### What the task requires:
Start at the first line of the listing below. Write out each line exactly, stopping after the one that contains "pub(super) fn expand_after(mouth: &mut".

### Listed entries:
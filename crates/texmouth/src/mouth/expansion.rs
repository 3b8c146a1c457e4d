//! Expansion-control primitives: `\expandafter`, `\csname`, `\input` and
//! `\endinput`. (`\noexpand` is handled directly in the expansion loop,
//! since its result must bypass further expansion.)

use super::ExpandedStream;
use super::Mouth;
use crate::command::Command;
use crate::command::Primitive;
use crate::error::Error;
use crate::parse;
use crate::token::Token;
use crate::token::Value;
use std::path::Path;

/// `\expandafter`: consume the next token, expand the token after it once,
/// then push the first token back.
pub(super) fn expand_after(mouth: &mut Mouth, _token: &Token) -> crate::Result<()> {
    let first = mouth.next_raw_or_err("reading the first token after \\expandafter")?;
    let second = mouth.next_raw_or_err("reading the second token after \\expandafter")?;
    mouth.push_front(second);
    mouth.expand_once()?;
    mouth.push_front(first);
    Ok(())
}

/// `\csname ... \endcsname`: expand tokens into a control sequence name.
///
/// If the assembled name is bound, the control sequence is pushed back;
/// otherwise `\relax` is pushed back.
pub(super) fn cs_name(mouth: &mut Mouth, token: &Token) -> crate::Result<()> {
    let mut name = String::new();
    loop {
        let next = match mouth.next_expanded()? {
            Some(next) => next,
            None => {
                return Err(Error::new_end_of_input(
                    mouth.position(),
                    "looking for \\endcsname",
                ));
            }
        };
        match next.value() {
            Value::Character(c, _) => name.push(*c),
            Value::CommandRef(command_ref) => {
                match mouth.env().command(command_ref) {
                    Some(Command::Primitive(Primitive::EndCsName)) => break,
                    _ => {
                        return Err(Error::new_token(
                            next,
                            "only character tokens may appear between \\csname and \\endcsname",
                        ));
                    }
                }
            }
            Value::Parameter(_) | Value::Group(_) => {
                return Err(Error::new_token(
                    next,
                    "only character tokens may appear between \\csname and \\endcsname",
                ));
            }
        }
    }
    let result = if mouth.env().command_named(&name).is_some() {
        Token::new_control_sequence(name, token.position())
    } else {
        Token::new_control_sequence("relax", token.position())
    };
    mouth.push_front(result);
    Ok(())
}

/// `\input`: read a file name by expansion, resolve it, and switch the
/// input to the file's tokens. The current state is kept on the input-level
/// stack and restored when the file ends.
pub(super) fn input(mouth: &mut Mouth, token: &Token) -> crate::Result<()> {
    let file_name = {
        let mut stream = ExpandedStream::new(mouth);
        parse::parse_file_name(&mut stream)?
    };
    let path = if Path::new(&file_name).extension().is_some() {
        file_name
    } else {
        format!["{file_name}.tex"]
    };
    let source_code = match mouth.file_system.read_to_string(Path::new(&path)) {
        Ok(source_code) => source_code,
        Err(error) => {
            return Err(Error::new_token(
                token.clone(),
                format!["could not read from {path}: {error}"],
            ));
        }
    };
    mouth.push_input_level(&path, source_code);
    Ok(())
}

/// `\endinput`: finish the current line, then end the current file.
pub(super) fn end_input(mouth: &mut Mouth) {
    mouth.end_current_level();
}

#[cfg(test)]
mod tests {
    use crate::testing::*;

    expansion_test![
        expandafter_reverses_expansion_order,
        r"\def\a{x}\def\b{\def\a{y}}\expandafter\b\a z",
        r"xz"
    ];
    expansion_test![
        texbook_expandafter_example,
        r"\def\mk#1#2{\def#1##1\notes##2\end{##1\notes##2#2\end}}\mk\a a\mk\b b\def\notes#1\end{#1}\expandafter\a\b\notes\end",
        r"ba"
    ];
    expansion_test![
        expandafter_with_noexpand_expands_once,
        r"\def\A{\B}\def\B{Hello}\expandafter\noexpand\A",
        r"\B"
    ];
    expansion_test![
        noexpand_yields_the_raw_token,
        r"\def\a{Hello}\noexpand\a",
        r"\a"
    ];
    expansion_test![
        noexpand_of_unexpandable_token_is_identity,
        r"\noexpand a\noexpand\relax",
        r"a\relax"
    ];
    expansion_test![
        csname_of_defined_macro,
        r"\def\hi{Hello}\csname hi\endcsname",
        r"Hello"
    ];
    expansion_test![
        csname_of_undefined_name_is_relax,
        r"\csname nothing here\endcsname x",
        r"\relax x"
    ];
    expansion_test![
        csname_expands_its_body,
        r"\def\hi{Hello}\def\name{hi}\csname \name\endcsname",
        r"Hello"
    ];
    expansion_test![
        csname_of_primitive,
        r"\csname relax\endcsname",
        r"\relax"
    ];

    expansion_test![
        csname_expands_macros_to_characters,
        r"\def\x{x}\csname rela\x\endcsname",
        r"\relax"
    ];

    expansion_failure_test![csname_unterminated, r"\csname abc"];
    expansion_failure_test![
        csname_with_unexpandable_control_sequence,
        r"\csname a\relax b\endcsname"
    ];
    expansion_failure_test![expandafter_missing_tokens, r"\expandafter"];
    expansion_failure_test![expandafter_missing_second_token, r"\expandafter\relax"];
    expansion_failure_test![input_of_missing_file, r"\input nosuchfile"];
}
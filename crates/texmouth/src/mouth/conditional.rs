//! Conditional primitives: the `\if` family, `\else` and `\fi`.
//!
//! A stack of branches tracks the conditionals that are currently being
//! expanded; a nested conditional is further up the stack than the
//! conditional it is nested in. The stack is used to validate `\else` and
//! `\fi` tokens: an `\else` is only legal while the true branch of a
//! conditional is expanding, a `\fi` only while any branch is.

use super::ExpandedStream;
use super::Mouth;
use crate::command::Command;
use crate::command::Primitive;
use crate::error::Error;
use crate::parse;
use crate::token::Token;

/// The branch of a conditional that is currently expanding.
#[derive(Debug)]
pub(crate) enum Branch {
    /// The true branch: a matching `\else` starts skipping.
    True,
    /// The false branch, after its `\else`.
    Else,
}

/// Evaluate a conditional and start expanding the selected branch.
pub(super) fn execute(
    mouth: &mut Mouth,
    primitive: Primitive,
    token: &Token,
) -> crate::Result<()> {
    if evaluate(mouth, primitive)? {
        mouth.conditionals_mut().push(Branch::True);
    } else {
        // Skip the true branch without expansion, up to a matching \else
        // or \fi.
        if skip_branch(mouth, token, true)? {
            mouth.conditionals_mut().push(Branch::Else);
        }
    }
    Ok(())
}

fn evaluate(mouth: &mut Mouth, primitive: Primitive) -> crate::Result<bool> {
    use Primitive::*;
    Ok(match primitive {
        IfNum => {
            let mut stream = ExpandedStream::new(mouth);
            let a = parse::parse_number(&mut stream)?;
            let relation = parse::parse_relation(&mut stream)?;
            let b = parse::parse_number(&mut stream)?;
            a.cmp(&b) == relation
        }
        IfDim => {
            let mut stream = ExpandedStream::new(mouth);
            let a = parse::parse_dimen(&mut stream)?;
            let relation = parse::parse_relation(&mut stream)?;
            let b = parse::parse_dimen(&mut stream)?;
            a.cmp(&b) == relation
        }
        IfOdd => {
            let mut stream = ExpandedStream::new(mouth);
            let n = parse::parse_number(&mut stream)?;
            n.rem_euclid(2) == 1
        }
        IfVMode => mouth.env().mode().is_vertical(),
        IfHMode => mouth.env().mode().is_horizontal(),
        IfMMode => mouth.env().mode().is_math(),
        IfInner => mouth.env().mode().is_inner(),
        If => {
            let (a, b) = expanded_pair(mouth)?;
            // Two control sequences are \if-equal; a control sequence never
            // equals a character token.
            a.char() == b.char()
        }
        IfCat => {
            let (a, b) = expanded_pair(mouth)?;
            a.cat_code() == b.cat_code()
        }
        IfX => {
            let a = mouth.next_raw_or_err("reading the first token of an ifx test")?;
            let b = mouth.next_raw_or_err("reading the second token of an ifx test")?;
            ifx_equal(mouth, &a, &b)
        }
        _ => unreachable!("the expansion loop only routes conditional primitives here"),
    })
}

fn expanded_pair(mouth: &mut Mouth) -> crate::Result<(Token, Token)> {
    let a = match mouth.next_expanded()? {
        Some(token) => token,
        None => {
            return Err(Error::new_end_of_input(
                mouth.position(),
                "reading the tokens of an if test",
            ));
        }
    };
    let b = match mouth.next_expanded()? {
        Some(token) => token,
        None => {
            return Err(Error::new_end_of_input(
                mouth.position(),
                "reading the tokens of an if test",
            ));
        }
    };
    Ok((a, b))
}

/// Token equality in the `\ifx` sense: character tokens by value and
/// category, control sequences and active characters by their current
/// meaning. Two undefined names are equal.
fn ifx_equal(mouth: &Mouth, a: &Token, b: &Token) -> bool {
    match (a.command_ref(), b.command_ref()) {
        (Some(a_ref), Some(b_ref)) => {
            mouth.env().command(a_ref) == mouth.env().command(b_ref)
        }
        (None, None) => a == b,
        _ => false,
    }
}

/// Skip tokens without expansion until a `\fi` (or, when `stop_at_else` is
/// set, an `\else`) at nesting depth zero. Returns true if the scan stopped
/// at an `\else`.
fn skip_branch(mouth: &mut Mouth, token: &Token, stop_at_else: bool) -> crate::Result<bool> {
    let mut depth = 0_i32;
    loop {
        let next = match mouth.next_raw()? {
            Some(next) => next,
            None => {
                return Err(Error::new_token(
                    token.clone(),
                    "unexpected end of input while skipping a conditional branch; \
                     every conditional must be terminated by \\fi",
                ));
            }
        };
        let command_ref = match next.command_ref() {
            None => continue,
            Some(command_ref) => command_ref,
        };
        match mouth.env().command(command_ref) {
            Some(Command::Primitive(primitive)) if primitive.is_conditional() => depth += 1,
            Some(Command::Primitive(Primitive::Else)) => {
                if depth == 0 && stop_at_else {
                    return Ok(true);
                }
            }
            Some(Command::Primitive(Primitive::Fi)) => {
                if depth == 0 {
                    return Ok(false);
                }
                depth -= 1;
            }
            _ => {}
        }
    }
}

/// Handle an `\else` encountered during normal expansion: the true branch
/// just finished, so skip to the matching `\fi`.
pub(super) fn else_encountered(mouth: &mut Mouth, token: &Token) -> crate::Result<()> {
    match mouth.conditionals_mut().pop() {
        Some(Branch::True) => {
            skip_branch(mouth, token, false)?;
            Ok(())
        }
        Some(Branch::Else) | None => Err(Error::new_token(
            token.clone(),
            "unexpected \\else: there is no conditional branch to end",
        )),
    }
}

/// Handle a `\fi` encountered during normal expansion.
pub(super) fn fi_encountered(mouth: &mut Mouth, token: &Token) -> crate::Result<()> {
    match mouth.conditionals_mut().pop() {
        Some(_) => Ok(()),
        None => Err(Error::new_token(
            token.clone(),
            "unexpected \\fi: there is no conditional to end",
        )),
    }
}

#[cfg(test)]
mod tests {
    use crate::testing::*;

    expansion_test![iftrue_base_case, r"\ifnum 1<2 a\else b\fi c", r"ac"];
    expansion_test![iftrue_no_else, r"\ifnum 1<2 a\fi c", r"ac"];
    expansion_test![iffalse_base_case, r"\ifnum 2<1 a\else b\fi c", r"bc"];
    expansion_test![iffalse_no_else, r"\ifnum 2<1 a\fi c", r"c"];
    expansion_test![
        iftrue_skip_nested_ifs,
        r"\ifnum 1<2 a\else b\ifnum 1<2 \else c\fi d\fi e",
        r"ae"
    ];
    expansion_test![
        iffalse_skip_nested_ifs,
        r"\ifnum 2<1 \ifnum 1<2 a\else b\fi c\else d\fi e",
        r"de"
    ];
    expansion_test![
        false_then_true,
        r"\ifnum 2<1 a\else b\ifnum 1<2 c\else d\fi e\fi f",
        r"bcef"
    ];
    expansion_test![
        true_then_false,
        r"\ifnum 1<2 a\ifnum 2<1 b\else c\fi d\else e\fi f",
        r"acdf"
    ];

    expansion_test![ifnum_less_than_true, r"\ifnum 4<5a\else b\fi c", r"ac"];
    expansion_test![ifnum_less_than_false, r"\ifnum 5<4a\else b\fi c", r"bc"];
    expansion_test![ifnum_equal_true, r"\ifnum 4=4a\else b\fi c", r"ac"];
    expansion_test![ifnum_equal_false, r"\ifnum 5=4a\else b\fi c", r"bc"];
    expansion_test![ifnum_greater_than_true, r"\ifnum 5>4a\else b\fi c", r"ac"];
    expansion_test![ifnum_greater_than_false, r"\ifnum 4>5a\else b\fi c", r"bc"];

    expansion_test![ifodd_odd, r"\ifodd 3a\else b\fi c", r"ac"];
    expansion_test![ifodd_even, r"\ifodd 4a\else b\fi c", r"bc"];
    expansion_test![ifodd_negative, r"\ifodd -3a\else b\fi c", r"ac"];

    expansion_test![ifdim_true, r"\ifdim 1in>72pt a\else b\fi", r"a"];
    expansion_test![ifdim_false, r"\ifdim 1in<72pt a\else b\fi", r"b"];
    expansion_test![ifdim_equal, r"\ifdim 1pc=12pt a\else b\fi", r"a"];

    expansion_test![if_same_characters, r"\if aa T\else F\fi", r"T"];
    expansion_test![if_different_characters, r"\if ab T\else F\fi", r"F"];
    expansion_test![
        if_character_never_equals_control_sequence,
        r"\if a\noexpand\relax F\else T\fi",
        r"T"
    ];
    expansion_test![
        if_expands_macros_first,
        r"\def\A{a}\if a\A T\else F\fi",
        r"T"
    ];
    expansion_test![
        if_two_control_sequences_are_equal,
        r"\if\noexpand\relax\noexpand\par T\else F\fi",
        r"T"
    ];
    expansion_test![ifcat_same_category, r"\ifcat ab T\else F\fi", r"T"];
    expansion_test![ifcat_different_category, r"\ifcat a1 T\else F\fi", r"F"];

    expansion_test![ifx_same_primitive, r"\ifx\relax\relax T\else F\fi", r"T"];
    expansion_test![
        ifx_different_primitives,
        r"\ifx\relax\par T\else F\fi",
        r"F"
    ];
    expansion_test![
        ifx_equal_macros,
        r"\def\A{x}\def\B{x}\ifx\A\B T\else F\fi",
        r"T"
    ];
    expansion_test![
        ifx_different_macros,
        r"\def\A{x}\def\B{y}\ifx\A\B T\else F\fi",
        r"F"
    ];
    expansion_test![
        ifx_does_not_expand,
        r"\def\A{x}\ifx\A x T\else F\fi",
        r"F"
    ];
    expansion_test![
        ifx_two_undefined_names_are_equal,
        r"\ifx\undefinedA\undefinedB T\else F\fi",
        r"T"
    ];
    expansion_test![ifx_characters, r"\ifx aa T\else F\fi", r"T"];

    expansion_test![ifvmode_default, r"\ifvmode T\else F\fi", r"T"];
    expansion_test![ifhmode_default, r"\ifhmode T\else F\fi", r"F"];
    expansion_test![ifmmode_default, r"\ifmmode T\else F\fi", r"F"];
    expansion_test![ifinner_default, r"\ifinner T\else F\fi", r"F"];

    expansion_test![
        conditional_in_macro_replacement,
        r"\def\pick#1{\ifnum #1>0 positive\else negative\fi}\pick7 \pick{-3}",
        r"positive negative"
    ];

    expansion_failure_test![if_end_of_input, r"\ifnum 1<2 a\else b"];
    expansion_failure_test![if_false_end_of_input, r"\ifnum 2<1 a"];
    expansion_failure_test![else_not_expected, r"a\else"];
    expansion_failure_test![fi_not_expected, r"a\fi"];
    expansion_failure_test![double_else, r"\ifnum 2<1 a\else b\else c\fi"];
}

### Response below:
filename crates/texmouth/src/mouth/expansion.rs
repository 3b8c146a1c457e4d
//! Expansion-control primitives: `\expandafter`, `\csname`, `\input` and
//! `\endinput`. (`\noexpand` is handled directly in the expansion loop,
//! since its result must bypass further expansion.)

use super::ExpandedStream;
use super::Mouth;
use crate::command::Command;
use crate::command::Primitive;
use crate::error::Error;
use crate::parse;
use crate::token::Token;
use crate::token::Value;
use std::path::Path;

/// `\expandafter`: consume the next token, expand the token after it once,
/// then push the first token back.
pub(super) fn expand_after(mouth: &mut Mouth, _token: &Token) -> crate::Result<()> {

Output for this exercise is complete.